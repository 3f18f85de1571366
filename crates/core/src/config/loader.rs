use crate::config::types::{ConfigFile, DEFAULT_DOCS_DIR, LoggingConfig, ResolvedConfig};
use crate::docs::ExclusionSet;
use shellexpand::full;
use std::path::{Path, PathBuf};
use std::{env, fs};

use dirs::home_dir;
use thiserror::Error;
use tracing::debug;

#[derive(Debug, Error)]
pub enum ConfigError {
    #[error("config file not found at {0}")]
    NotFound(String),

    #[error("failed to read config file {0}: {1}")]
    ReadError(String, #[source] std::io::Error),

    #[error("failed to parse TOML in {0}: {1}")]
    ParseError(String, #[source] toml::de::Error),

    #[error("version {0} is unsupported (expected 1)")]
    BadVersion(u32),

    #[error("failed to expand '{0}': variable or home directory not available")]
    NoHome(String),
}

pub struct ConfigLoader;

impl ConfigLoader {
    /// Load configuration.
    ///
    /// An explicit `config_path` must exist. Without one, the default location
    /// is tried and built-in defaults are used when nothing is there.
    pub fn load(config_path: Option<&Path>) -> Result<ResolvedConfig, ConfigError> {
        let path = match config_path {
            Some(p) => p.to_path_buf(),
            None => default_config_path(),
        };

        if !path.exists() {
            if config_path.is_some() {
                return Err(ConfigError::NotFound(path.display().to_string()));
            }
            debug!(path = %path.display(), "no config file, using defaults");
            return Ok(ResolvedConfig::default());
        }

        let s = fs::read_to_string(&path)
            .map_err(|e| ConfigError::ReadError(path.display().to_string(), e))?;

        let cf: ConfigFile = toml::from_str(&s)
            .map_err(|e| ConfigError::ParseError(path.display().to_string(), e))?;

        if cf.version != 1 {
            return Err(ConfigError::BadVersion(cf.version));
        }

        let resolved = Self::resolve(&path, cf)?;
        debug!(path = %path.display(), docs_dir = %resolved.docs_dir.display(), "loaded config");
        Ok(resolved)
    }

    fn resolve(path: &Path, cf: ConfigFile) -> Result<ResolvedConfig, ConfigError> {
        let docs_dir = expand_path(cf.docs_dir.as_deref().unwrap_or(DEFAULT_DOCS_DIR))?;

        let exclusions = match cf.exclude {
            Some(names) => names.into_iter().collect(),
            None => ExclusionSet::default(),
        };

        // Resolve log file path if present
        let mut logging: LoggingConfig = cf.logging;
        if let Some(file) = logging.file.take() {
            logging.file = Some(expand_path(&file.to_string_lossy())?);
        }

        Ok(ResolvedConfig { source: Some(path.to_path_buf()), docs_dir, exclusions, logging })
    }
}

pub fn default_config_path() -> PathBuf {
    if let Ok(xdg) = env::var("XDG_CONFIG_HOME") {
        return Path::new(&xdg).join("doclist").join("config.toml");
    }
    let home = home_dir().unwrap_or_else(|| PathBuf::from("~"));
    home.join(".config").join("doclist").join("config.toml")
}

fn expand_path(input: &str) -> Result<PathBuf, ConfigError> {
    let expanded = full(input).map_err(|_| ConfigError::NoHome(input.to_string()))?;
    Ok(PathBuf::from(expanded.to_string()))
}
--
AIM OF THE EXERCISE:
Looking over the records, find each line with the word "match" and copy it.

TASK RESPONSE:
        let path = match config_path {
        let exclusions = match cf.exclude {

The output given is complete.